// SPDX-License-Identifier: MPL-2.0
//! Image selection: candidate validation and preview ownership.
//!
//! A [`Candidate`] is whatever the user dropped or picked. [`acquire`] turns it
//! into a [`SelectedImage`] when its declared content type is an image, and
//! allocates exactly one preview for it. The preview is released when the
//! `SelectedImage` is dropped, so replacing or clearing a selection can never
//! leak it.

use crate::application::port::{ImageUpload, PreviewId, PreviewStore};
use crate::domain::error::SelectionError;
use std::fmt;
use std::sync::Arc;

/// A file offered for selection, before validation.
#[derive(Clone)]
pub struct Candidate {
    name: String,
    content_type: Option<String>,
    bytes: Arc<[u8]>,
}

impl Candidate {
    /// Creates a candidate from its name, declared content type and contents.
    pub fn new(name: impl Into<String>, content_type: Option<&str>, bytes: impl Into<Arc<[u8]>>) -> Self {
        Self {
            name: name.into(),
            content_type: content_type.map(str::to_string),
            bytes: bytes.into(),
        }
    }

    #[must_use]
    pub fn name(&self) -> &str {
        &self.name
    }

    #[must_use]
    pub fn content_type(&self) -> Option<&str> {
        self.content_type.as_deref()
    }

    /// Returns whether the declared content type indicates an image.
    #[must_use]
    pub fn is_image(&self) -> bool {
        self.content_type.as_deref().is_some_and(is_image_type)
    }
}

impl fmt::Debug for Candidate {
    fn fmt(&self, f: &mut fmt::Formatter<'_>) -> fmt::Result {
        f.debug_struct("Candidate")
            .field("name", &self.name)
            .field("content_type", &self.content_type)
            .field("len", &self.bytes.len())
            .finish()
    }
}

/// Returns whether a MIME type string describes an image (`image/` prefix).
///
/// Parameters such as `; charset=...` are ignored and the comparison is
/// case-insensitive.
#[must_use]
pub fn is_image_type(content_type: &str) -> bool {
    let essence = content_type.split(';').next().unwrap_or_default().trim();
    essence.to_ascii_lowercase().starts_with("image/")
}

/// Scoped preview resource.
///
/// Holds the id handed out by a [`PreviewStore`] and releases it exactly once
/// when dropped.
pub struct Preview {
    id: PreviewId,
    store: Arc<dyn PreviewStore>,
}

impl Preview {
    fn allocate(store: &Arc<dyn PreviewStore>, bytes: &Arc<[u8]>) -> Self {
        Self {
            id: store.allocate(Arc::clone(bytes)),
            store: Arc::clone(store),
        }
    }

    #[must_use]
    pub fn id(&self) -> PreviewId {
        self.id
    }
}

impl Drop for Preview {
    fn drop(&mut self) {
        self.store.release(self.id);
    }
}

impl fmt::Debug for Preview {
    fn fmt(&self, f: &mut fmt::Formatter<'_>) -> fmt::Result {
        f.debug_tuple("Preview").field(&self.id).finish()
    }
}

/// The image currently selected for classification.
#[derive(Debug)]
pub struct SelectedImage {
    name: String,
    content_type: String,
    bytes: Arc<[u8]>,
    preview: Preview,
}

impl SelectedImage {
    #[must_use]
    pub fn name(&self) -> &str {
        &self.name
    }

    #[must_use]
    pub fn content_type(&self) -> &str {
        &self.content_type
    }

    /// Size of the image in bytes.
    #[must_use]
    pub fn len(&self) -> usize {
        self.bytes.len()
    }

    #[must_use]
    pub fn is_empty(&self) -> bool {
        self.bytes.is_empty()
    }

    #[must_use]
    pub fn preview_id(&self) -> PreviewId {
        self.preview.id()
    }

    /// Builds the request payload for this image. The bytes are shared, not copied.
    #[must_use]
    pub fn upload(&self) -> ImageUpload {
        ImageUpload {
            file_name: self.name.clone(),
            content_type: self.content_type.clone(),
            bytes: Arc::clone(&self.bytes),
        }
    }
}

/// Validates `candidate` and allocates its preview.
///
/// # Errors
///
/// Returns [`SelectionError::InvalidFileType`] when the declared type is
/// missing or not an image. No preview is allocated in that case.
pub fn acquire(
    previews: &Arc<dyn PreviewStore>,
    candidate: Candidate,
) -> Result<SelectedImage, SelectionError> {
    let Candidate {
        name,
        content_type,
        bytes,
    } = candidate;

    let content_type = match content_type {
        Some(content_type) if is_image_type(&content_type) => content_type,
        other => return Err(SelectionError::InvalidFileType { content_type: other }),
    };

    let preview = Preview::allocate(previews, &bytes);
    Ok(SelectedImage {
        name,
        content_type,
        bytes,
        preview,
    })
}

ACTIVITY: Print the listing in full, exactly as given.

ANSWER SPACE:
// SPDX-License-Identifier: MPL-2.0
//! Image selection: candidate validation and preview ownership.
//!
//! A [`Candidate`] is whatever the user dropped or picked. [`acquire`] turns it
//! into a [`SelectedImage`] when its declared content type is an image, and
//! allocates exactly one preview for it. The preview is released when the
//! `SelectedImage` is dropped, so replacing or clearing a selection can never
//! leak it.

use crate::application::port::{ImageUpload, PreviewId, PreviewStore};
use crate::domain::error::SelectionError;
use std::fmt;
use std::sync::Arc;

/// A file offered for selection, before validation.
#[derive(Clone)]
pub struct Candidate {
    name: String,
    content_type: Option<String>,
    bytes: Arc<[u8]>,
}

impl Candidate {
    /// Creates a candidate from its name, declared content type and contents.
    pub fn new(name: impl Into<String>, content_type: Option<&str>, bytes: impl Into<Arc<[u8]>>) -> Self {
        Self {
            name: name.into(),
            content_type: content_type.map(str::to_string),
            bytes: bytes.into(),
        }
    }

    #[must_use]
    pub fn name(&self) -> &str {
        &self.name
    }

    #[must_use]
    pub fn content_type(&self) -> Option<&str> {
        self.content_type.as_deref()
    }

    /// Returns whether the declared content type indicates an image.
    #[must_use]
    pub fn is_image(&self) -> bool {
        self.content_type.as_deref().is_some_and(is_image_type)
    }
}

impl fmt::Debug for Candidate {
    fn fmt(&self, f: &mut fmt::Formatter<'_>) -> fmt::Result {
        f.debug_struct("Candidate")
            .field("name", &self.name)
            .field("content_type", &self.content_type)
            .field("len", &self.bytes.len())
            .finish()
    }
}

/// Returns whether a MIME type string describes an image (`image/` prefix).
///
/// Parameters such as `; charset=...` are ignored and the comparison is
/// case-insensitive.
#[must_use]
pub fn is_image_type(content_type: &str) -> bool {
    let essence = content_type.split(';').next().unwrap_or_default().trim();
    essence.to_ascii_lowercase().starts_with("image/")
}

/// Scoped preview resource.
///
/// Holds the id handed out by a [`PreviewStore`] and releases it exactly once
/// when dropped.
pub struct Preview {
    id: PreviewId,
    store: Arc<dyn PreviewStore>,
}

impl Preview {
    fn allocate(store: &Arc<dyn PreviewStore>, bytes: &Arc<[u8]>) -> Self {
        Self {
            id: store.allocate(Arc::clone(bytes)),
            store: Arc::clone(store),
        }
    }

    #[must_use]
    pub fn id(&self) -> PreviewId {
        self.id
    }
}

impl Drop for Preview {
    fn drop(&mut self) {
        self.store.release(self.id);
    }
}

impl fmt::Debug for Preview {
    fn fmt(&self, f: &mut fmt::Formatter<'_>) -> fmt::Result {
        f.debug_tuple("Preview").field(&self.id).finish()
    }
}

/// The image currently selected for classification.
#[derive(Debug)]
pub struct SelectedImage {
    name: String,
    content_type: String,
    bytes: Arc<[u8]>,
    preview: Preview,
}

impl SelectedImage {
    #[must_use]
    pub fn name(&self) -> &str {
        &self.name
    }

    #[must_use]
    pub fn content_type(&self) -> &str {
        &self.content_type
    }

    /// Size of the image in bytes.
    #[must_use]
    pub fn len(&self) -> usize {
        self.bytes.len()
    }

    #[must_use]
    pub fn is_empty(&self) -> bool {
        self.bytes.is_empty()
    }

    #[must_use]
    pub fn preview_id(&self) -> PreviewId {
        self.preview.id()
    }

    /// Builds the request payload for this image. The bytes are shared, not copied.
    #[must_use]
    pub fn upload(&self) -> ImageUpload {
        ImageUpload {
            file_name: self.name.clone(),
            content_type: self.content_type.clone(),
            bytes: Arc::clone(&self.bytes),
        }
    }
}

/// Validates `candidate` and allocates its preview.
///
/// # Errors
///
/// Returns [`SelectionError::InvalidFileType`] when the declared type is
/// missing or not an image. No preview is allocated in that case.
pub fn acquire(
    previews: &Arc<dyn PreviewStore>,
    candidate: Candidate,
) -> Result<SelectedImage, SelectionError> {
    let Candidate {
        name,
        content_type,
        bytes,
    } = candidate;

    let content_type = match content_type {
        Some(content_type) if is_image_type(&content_type) => content_type,
        other => return Err(SelectionError::InvalidFileType { content_type: other }),
    };

    let preview = Preview::allocate(previews, &bytes);
    Ok(SelectedImage {
        name,
        content_type,
        bytes,
        preview,
    })
}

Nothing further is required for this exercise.